*Task description*
Find the word "Result" in the listing, and copy out each line where it turns up.

*Available data*

###

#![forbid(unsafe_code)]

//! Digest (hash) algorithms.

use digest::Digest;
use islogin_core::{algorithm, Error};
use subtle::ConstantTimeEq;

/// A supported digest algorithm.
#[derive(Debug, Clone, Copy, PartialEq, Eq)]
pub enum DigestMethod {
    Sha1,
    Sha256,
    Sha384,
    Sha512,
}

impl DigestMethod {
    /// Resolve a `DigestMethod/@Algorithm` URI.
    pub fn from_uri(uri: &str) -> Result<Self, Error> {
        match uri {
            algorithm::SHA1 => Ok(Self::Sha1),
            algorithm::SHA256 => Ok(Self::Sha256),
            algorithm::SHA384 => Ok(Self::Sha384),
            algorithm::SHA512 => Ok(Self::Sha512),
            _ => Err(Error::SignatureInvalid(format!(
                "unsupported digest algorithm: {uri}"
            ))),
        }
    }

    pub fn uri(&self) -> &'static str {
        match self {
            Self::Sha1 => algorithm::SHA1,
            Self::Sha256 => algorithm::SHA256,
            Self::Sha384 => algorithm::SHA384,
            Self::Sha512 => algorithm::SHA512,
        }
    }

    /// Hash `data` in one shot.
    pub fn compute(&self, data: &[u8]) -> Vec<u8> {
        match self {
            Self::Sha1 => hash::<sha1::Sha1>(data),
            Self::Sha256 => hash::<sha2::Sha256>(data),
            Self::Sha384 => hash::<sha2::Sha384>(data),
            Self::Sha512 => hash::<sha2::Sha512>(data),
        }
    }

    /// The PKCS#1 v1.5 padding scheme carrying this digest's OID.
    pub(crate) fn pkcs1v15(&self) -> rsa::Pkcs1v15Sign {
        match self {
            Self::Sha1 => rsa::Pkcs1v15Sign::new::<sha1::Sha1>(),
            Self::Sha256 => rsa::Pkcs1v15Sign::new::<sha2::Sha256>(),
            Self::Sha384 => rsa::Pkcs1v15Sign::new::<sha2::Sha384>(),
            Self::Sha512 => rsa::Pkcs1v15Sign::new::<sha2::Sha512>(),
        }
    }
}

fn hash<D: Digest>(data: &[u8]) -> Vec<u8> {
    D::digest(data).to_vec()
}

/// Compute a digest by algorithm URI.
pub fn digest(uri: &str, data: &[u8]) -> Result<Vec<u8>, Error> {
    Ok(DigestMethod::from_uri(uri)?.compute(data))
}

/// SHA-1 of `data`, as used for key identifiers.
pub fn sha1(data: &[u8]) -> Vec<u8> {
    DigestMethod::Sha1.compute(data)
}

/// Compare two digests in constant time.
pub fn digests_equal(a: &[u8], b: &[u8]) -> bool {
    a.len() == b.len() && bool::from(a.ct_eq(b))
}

###

*Output for this exercise*
    pub fn from_uri(uri: &str) -> Result<Self, Error> {
pub fn digest(uri: &str, data: &[u8]) -> Result<Vec<u8>, Error> {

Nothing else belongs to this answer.